> **Task details**: Copy each line below that includes "DeleteFollow".

> **Available data**:
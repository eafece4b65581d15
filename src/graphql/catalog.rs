//! Every GraphQL operation the client issues, in one place.

macro_rules! profile_fields {
    () => {
        "id username bio avatar coverImage"
    };
}

macro_rules! post_fields {
    () => {
        "id userID content media createdAt updatedAt"
    };
}

macro_rules! comment_fields {
    () => {
        concat!("id postID userID content createdAt post { id userID } user { ", profile_fields!(), " }")
    };
}

macro_rules! like_fields {
    () => {
        concat!("id postID userID createdAt post { id userID } user { ", profile_fields!(), " }")
    };
}

macro_rules! follow_fields {
    () => {
        concat!("id followerID followedID createdAt follower { ", profile_fields!(), " }")
    };
}

macro_rules! chat_fields {
    () => {
        "id participants createdAt updatedAt"
    };
}

macro_rules! message_fields {
    () => {
        "id chatID senderID content createdAt"
    };
}

macro_rules! notification_fields {
    () => {
        "id type content isRead senderID receiverID postID createdAt"
    };
}

#[derive(Debug, Clone, Copy, PartialEq, Eq)]
pub enum OperationKind {
    Query,
    Mutation,
    Subscription,
}

#[derive(Debug, Clone, Copy, PartialEq, Eq, Hash)]
pub enum Operation {
    GetUserProfile,
    ListUserProfiles,
    GetPost,
    ListPosts,
    PostsByUserId,
    CommentsByPostId,
    LikesByPostId,
    FollowsByFollowerId,
    ListChats,
    MessagesByChatIdAndCreatedAt,
    NotificationsByReceiverId,

    CreateUserProfile,
    CreatePost,
    DeletePost,
    CreateComment,
    DeleteComment,
    CreateLike,
    DeleteLike,
    CreateFollow,
    DeleteFollow,
    CreateChat,
    CreateMessage,
    UpdateNotification,

    OnCreatePost,
    OnCreateComment,
    OnCreateLike,
    OnCreateFollow,
    OnCreateMessage,
    OnCreateNotification,
}

impl Operation {
    pub fn kind(self) -> OperationKind {
        use Operation::*;
        match self {
            GetUserProfile | ListUserProfiles | GetPost | ListPosts | PostsByUserId
            | CommentsByPostId | LikesByPostId | FollowsByFollowerId | ListChats
            | MessagesByChatIdAndCreatedAt | NotificationsByReceiverId => OperationKind::Query,
            CreateUserProfile | CreatePost | DeletePost | CreateComment | DeleteComment
            | CreateLike | DeleteLike | CreateFollow | DeleteFollow | CreateChat
            | CreateMessage | UpdateNotification => OperationKind::Mutation,
            OnCreatePost | OnCreateComment | OnCreateLike | OnCreateFollow | OnCreateMessage
            | OnCreateNotification => OperationKind::Subscription,
        }
    }

    /// The operation name sent alongside the document.
    pub fn name(self) -> &'static str {
        use Operation::*;
        match self {
            GetUserProfile => "GetUserProfile",
            ListUserProfiles => "ListUserProfiles",
            GetPost => "GetPost",
            ListPosts => "ListPosts",
            PostsByUserId => "PostsByUserID",
            CommentsByPostId => "CommentsByPostID",
            LikesByPostId => "LikesByPostID",
            FollowsByFollowerId => "FollowsByFollowerID",
            ListChats => "ListChats",
            MessagesByChatIdAndCreatedAt => "MessagesByChatIDAndCreatedAt",
            NotificationsByReceiverId => "NotificationsByReceiverID",
            CreateUserProfile => "CreateUserProfile",
            CreatePost => "CreatePost",
            DeletePost => "DeletePost",
            CreateComment => "CreateComment",
            DeleteComment => "DeleteComment",
            CreateLike => "CreateLike",
            DeleteLike => "DeleteLike",
            CreateFollow => "CreateFollow",
            DeleteFollow => "DeleteFollow",
            CreateChat => "CreateChat",
            CreateMessage => "CreateMessage",
            UpdateNotification => "UpdateNotification",
            OnCreatePost => "OnCreatePost",
            OnCreateComment => "OnCreateComment",
            OnCreateLike => "OnCreateLike",
            OnCreateFollow => "OnCreateFollow",
            OnCreateMessage => "OnCreateMessage",
            OnCreateNotification => "OnCreateNotification",
        }
    }

    /// The field under `data` holding the result.
    pub fn root_field(self) -> &'static str {
        use Operation::*;
        match self {
            GetUserProfile => "getUserProfile",
            ListUserProfiles => "listUserProfiles",
            GetPost => "getPost",
            ListPosts => "listPosts",
            PostsByUserId => "postsByUserID",
            CommentsByPostId => "commentsByPostID",
            LikesByPostId => "likesByPostID",
            FollowsByFollowerId => "followsByFollowerID",
            ListChats => "listChats",
            MessagesByChatIdAndCreatedAt => "messagesByChatIDAndCreatedAt",
            NotificationsByReceiverId => "notificationsByReceiverID",
            CreateUserProfile => "createUserProfile",
            CreatePost => "createPost",
            DeletePost => "deletePost",
            CreateComment => "createComment",
            DeleteComment => "deleteComment",
            CreateLike => "createLike",
            DeleteLike => "deleteLike",
            CreateFollow => "createFollow",
            DeleteFollow => "deleteFollow",
            CreateChat => "createChat",
            CreateMessage => "createMessage",
            UpdateNotification => "updateNotification",
            OnCreatePost => "onCreatePost",
            OnCreateComment => "onCreateComment",
            OnCreateLike => "onCreateLike",
            OnCreateFollow => "onCreateFollow",
            OnCreateMessage => "onCreateMessage",
            OnCreateNotification => "onCreateNotification",
        }
    }

    pub fn document(self) -> &'static str {
        use Operation::*;
        match self {
            GetUserProfile => concat!(
                "query GetUserProfile($id: ID!) { getUserProfile(id: $id) { ",
                profile_fields!(),
                " } }"
            ),
            ListUserProfiles => concat!(
                "query ListUserProfiles($filter: ModelUserProfileFilterInput, $limit: Int, $nextToken: String) ",
                "{ listUserProfiles(filter: $filter, limit: $limit, nextToken: $nextToken) { items { ",
                profile_fields!(),
                " } nextToken } }"
            ),
            GetPost => concat!(
                "query GetPost($id: ID!) { getPost(id: $id) { ",
                post_fields!(),
                " } }"
            ),
            ListPosts => concat!(
                "query ListPosts($filter: ModelPostFilterInput, $limit: Int, $nextToken: String) ",
                "{ listPosts(filter: $filter, limit: $limit, nextToken: $nextToken) { items { ",
                post_fields!(),
                " } nextToken } }"
            ),
            PostsByUserId => concat!(
                "query PostsByUserID($userID: ID!, $sortDirection: ModelSortDirection, $limit: Int, $nextToken: String) ",
                "{ postsByUserID(userID: $userID, sortDirection: $sortDirection, limit: $limit, nextToken: $nextToken) { items { ",
                post_fields!(),
                " } nextToken } }"
            ),
            CommentsByPostId => concat!(
                "query CommentsByPostID($postID: ID!, $sortDirection: ModelSortDirection, $limit: Int, $nextToken: String) ",
                "{ commentsByPostID(postID: $postID, sortDirection: $sortDirection, limit: $limit, nextToken: $nextToken) { items { ",
                comment_fields!(),
                " } nextToken } }"
            ),
            LikesByPostId => concat!(
                "query LikesByPostID($postID: ID!, $limit: Int, $nextToken: String) ",
                "{ likesByPostID(postID: $postID, limit: $limit, nextToken: $nextToken) { items { ",
                like_fields!(),
                " } nextToken } }"
            ),
            FollowsByFollowerId => concat!(
                "query FollowsByFollowerID($followerID: ID!, $filter: ModelFollowFilterInput, $limit: Int, $nextToken: String) ",
                "{ followsByFollowerID(followerID: $followerID, filter: $filter, limit: $limit, nextToken: $nextToken) { items { ",
                follow_fields!(),
                " } nextToken } }"
            ),
            ListChats => concat!(
                "query ListChats($filter: ModelChatFilterInput, $limit: Int, $nextToken: String) ",
                "{ listChats(filter: $filter, limit: $limit, nextToken: $nextToken) { items { ",
                chat_fields!(),
                " } nextToken } }"
            ),
            MessagesByChatIdAndCreatedAt => concat!(
                "query MessagesByChatIDAndCreatedAt($chatID: ID!, $sortDirection: ModelSortDirection, $limit: Int, $nextToken: String) ",
                "{ messagesByChatIDAndCreatedAt(chatID: $chatID, sortDirection: $sortDirection, limit: $limit, nextToken: $nextToken) { items { ",
                message_fields!(),
                " } nextToken } }"
            ),
            NotificationsByReceiverId => concat!(
                "query NotificationsByReceiverID($receiverID: ID!, $sortDirection: ModelSortDirection, $filter: ModelNotificationFilterInput, $limit: Int, $nextToken: String) ",
                "{ notificationsByReceiverID(receiverID: $receiverID, sortDirection: $sortDirection, filter: $filter, limit: $limit, nextToken: $nextToken) { items { ",
                notification_fields!(),
                " } nextToken } }"
            ),
            CreateUserProfile => concat!(
                "mutation CreateUserProfile($input: CreateUserProfileInput!) { createUserProfile(input: $input) { ",
                profile_fields!(),
                " } }"
            ),
            CreatePost => concat!(
                "mutation CreatePost($input: CreatePostInput!) { createPost(input: $input) { ",
                post_fields!(),
                " } }"
            ),
            DeletePost => "mutation DeletePost($input: DeletePostInput!) { deletePost(input: $input) { id } }",
            CreateComment => concat!(
                "mutation CreateComment($input: CreateCommentInput!) { createComment(input: $input) { ",
                comment_fields!(),
                " } }"
            ),
            DeleteComment => "mutation DeleteComment($input: DeleteCommentInput!) { deleteComment(input: $input) { id } }",
            CreateLike => concat!(
                "mutation CreateLike($input: CreateLikeInput!) { createLike(input: $input) { ",
                like_fields!(),
                " } }"
            ),
            DeleteLike => "mutation DeleteLike($input: DeleteLikeInput!) { deleteLike(input: $input) { id } }",
            CreateFollow => concat!(
                "mutation CreateFollow($input: CreateFollowInput!) { createFollow(input: $input) { ",
                follow_fields!(),
                " } }"
            ),
            DeleteFollow => "mutation DeleteFollow($input: DeleteFollowInput!) { deleteFollow(input: $input) { id } }",
            CreateChat => concat!(
                "mutation CreateChat($input: CreateChatInput!) { createChat(input: $input) { ",
                chat_fields!(),
                " } }"
            ),
            CreateMessage => concat!(
                "mutation CreateMessage($input: CreateMessageInput!) { createMessage(input: $input) { ",
                message_fields!(),
                " } }"
            ),
            UpdateNotification => concat!(
                "mutation UpdateNotification($input: UpdateNotificationInput!) { updateNotification(input: $input) { ",
                notification_fields!(),
                " } }"
            ),
            OnCreatePost => concat!(
                "subscription OnCreatePost($filter: ModelSubscriptionPostFilterInput) { onCreatePost(filter: $filter) { ",
                post_fields!(),
                " } }"
            ),
            OnCreateComment => concat!(
                "subscription OnCreateComment($filter: ModelSubscriptionCommentFilterInput) { onCreateComment(filter: $filter) { ",
                comment_fields!(),
                " } }"
            ),
            OnCreateLike => concat!(
                "subscription OnCreateLike($filter: ModelSubscriptionLikeFilterInput) { onCreateLike(filter: $filter) { ",
                like_fields!(),
                " } }"
            ),
            OnCreateFollow => concat!(
                "subscription OnCreateFollow($filter: ModelSubscriptionFollowFilterInput) { onCreateFollow(filter: $filter) { ",
                follow_fields!(),
                " } }"
            ),
            OnCreateMessage => concat!(
                "subscription OnCreateMessage($filter: ModelSubscriptionMessageFilterInput) { onCreateMessage(filter: $filter) { ",
                message_fields!(),
                " } }"
            ),
            OnCreateNotification => concat!(
                "subscription OnCreateNotification($filter: ModelSubscriptionNotificationFilterInput) { onCreateNotification(filter: $filter) { ",
                notification_fields!(),
                " } }"
            ),
        }
    }
}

> **Written solution**:
    DeleteFollow,
            | CreateLike | DeleteLike | CreateFollow | DeleteFollow | CreateChat
            DeleteFollow => "DeleteFollow",
            DeleteFollow => "deleteFollow",
            DeleteFollow => "mutation DeleteFollow($input: DeleteFollowInput!) { deleteFollow(input: $input) { id } }",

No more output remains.